--- What is needed ---
Return the lines below in which the string "Some" occurs.

--- Stored items ---
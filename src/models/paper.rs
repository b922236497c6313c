//! 论文记录模型
//!
//! 所有检索源统一归一化到 [`Paper`]。四个字段永远非空：
//! 提供方缺失的字段用占位值补齐，而不是传递 null。

use serde::de::Deserializer;
use serde::ser::Serializer;
use serde::{Deserialize, Serialize};

/// 摘要最大保留长度（字符数）
pub const MAX_ABSTRACT_LEN: usize = 500;

/// 标题缺失时的占位值
pub const NO_TITLE_PLACEHOLDER: &str = "No title available";

/// 摘要缺失时的占位值
pub const NO_ABSTRACT_PLACEHOLDER: &str = "No abstract available";

/// 发表年份
///
/// 序列化为整数；未知年份序列化为字符串 "N/A"。
#[derive(Debug, Clone, Copy, PartialEq, Eq)]
pub enum PaperYear {
    /// 已知年份
    Known(i32),
    /// 未知年份
    Unknown,
}

impl From<Option<i32>> for PaperYear {
    fn from(year: Option<i32>) -> Self {
        match year {
            Some(y) => PaperYear::Known(y),
            None => PaperYear::Unknown,
        }
    }
}

impl Serialize for PaperYear {
    fn serialize<S: Serializer>(&self, serializer: S) -> Result<S::Ok, S::Error> {
        match self {
            PaperYear::Known(year) => serializer.serialize_i32(*year),
            PaperYear::Unknown => serializer.serialize_str("N/A"),
        }
    }
}

impl<'de> Deserialize<'de> for PaperYear {
    fn deserialize<D: Deserializer<'de>>(deserializer: D) -> Result<Self, D::Error> {
        let value = serde_json::Value::deserialize(deserializer)?;
        match value.as_i64() {
            Some(year) => Ok(PaperYear::Known(year as i32)),
            None => Ok(PaperYear::Unknown),
        }
    }
}

/// 检索到的论文记录
///
/// 在单次验证请求内构造一次，之后只读；不作为实体持久化。
#[derive(Debug, Clone, Serialize, Deserialize, PartialEq)]
pub struct Paper {
    /// 论文标题
    pub title: String,
    /// 论文链接（提供方给出或由标识符合成）
    pub url: String,
    /// 发表年份
    pub year: PaperYear,
    /// 摘要（截断到 500 字符）
    #[serde(rename = "abstract")]
    pub abstract_text: String,
}

impl Paper {
    /// 构造论文记录，缺失字段补占位值，摘要统一截断
    pub fn new(
        title: Option<String>,
        url: String,
        year: Option<i32>,
        abstract_text: Option<String>,
    ) -> Self {
        Self {
            title: title.unwrap_or_else(|| NO_TITLE_PLACEHOLDER.to_string()),
            url,
            year: year.into(),
            abstract_text: truncate_abstract(
                &abstract_text.unwrap_or_else(|| NO_ABSTRACT_PLACEHOLDER.to_string()),
            ),
        }
    }
}

/// 按字符截断摘要，避免切断多字节字符
pub fn truncate_abstract(text: &str) -> String {
    text.chars().take(MAX_ABSTRACT_LEN).collect()
}

#[cfg(test)]
mod tests {
    use super::*;

    #[test]
    fn test_missing_fields_get_placeholders() {
        let paper = Paper::new(None, "https://doi.org/10.1/x".to_string(), None, None);

        assert_eq!(paper.title, NO_TITLE_PLACEHOLDER);
        assert_eq!(paper.abstract_text, NO_ABSTRACT_PLACEHOLDER);
        assert_eq!(paper.year, PaperYear::Unknown);
    }

    #[test]
    fn test_abstract_truncated_to_limit() {
        let long = "a".repeat(800);
        let paper = Paper::new(
            Some("t".to_string()),
            "u".to_string(),
            Some(2020),
            Some(long),
        );

        assert_eq!(paper.abstract_text.chars().count(), MAX_ABSTRACT_LEN);
    }

    #[test]
    fn test_truncate_respects_char_boundaries() {
        let text = "学".repeat(600);
        let truncated = truncate_abstract(&text);

        assert_eq!(truncated.chars().count(), MAX_ABSTRACT_LEN);
    }

    #[test]
    fn test_year_serializes_as_number_or_sentinel() {
        let known = serde_json::to_value(PaperYear::Known(2021)).unwrap();
        let unknown = serde_json::to_value(PaperYear::Unknown).unwrap();

        assert_eq!(known, serde_json::json!(2021));
        assert_eq!(unknown, serde_json::json!("N/A"));
    }

    #[test]
    fn test_paper_serializes_abstract_under_provider_key() {
        let paper = Paper::new(
            Some("Effects of X".to_string()),
            "https://example.org".to_string(),
            Some(2019),
            Some("body".to_string()),
        );
        let value = serde_json::to_value(&paper).unwrap();

        assert_eq!(value["abstract"], "body");
        assert_eq!(value["year"], 2019);
    }
}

--- Result ---
            Some(y) => PaperYear::Known(y),
            Some(year) => Ok(PaperYear::Known(year as i32)),
            Some("t".to_string()),
            Some(2020),
            Some(long),
            Some("Effects of X".to_string()),
            Some(2019),
            Some("body".to_string()),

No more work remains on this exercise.